Exercise aim: Set every record down again, identical to the original.

Stored data
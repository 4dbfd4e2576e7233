//! Copyright © 2025-2026 Wenze Wei. All Rights Reserved.
//!
//! This file is part of Zi.
//! The Zi project belongs to the Dunimd Team.
//!
//! Licensed under the Apache License, Version 2.0 (the "License");
//! You may not use this file except in compliance with the License.
//! You may obtain a copy of the License at
//!
//!     http://www.apache.org/licenses/LICENSE-2.0
//!
//! Unless required by applicable law or agreed to in writing, software
//! distributed under the License is distributed on an "AS IS" BASIS,
//! WITHOUT WARRANTIES OR CONDITIONS OF ANY KIND, either express or implied.
//! See the License for the specific language governing permissions and
//! limitations under the License.


//! # Directives Module
//!
//! Built-in directives shipped with Zi Wrangle.
//!
//! ## Directive Categories
//!
//! - **flatten**: fans array columns out into one row per element
//! - **aggregate_stats**: totals byte sizes and durations, emitted at finish
//! - **text_metric**: similarity score between two text columns
//! - **parse_log**: splits webserver access log lines into columns
//!
//! ## Usage
//!
//! Directives are resolved by name through
//! [`ZiDirectiveRegistry`](crate::registry::ZiDirectiveRegistry), which
//! builds its defaults from [`BUILTIN_DIRECTIVES`].

pub mod aggregate_stats;
pub mod flatten;
pub mod parse_log;
pub mod text_metric;

use crate::registry::ZiDirectiveEntry;

pub static BUILTIN_DIRECTIVES: &[ZiDirectiveEntry] = &[
    ZiDirectiveEntry {
        name: flatten::NAME,
        description: "Separates array elements of one or more columns into individual records, copying the other columns.",
        categories: &["row"],
        factory: flatten::create,
    },
    ZiDirectiveEntry {
        name: aggregate_stats::NAME,
        description: "Aggregates byte size and time duration columns into a single summary record.",
        categories: &["aggregation"],
        factory: aggregate_stats::create,
    },
    ZiDirectiveEntry {
        name: text_metric::NAME,
        description: "Calculates the metric for comparing two string values.",
        categories: &["transform"],
        factory: text_metric::create,
    },
    ZiDirectiveEntry {
        name: parse_log::NAME,
        description: "Parses Apache HTTPD and NGINX logs.",
        categories: &["parser", "logs"],
        factory: parse_log::create,
    },
];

Answer to this exercise:
repository 4dbfd4e2576e7233
//! Copyright © 2025-2026 Wenze Wei. All Rights Reserved.
//!
//! This file is part of Zi.
//! The Zi project belongs to the Dunimd Team.
//!
//! Licensed under the Apache License, Version 2.0 (the "License");
//! You may not use this file except in compliance with the License.
//! You may obtain a copy of the License at
//!
//!     http://www.apache.org/licenses/LICENSE-2.0
//!
//! Unless required by applicable law or agreed to in writing, software
//! distributed under the License is distributed on an "AS IS" BASIS,
//! WITHOUT WARRANTIES OR CONDITIONS OF ANY KIND, either express or implied.
//! See the License for the specific language governing permissions and
//! limitations under the License.


//! # Directives Module
//!
//! Built-in directives shipped with Zi Wrangle.
//!
//! ## Directive Categories
//!
//! - **flatten**: fans array columns out into one row per element
//! - **aggregate_stats**: totals byte sizes and durations, emitted at finish
//! - **text_metric**: similarity score between two text columns
//! - **parse_log**: splits webserver access log lines into columns
//!
//! ## Usage
//!
//! Directives are resolved by name through
//! [`ZiDirectiveRegistry`](crate::registry::ZiDirectiveRegistry), which
//! builds its defaults from [`BUILTIN_DIRECTIVES`].

pub mod aggregate_stats;
pub mod flatten;
pub mod parse_log;
pub mod text_metric;

use crate::registry::ZiDirectiveEntry;

pub static BUILTIN_DIRECTIVES: &[ZiDirectiveEntry] = &[
    ZiDirectiveEntry {
        name: flatten::NAME,
        description: "Separates array elements of one or more columns into individual records, copying the other columns.",
        categories: &["row"],
        factory: flatten::create,
    },
    ZiDirectiveEntry {
        name: aggregate_stats::NAME,
        description: "Aggregates byte size and time duration columns into a single summary record.",
        categories: &["aggregation"],
        factory: aggregate_stats::create,
    },
    ZiDirectiveEntry {
        name: text_metric::NAME,
        description: "Calculates the metric for comparing two string values.",
        categories: &["transform"],
        factory: text_metric::create,
    },
    ZiDirectiveEntry {
        name: parse_log::NAME,
        description: "Parses Apache HTTPD and NGINX logs.",
        categories: &["parser", "logs"],
        factory: parse_log::create,
    },
];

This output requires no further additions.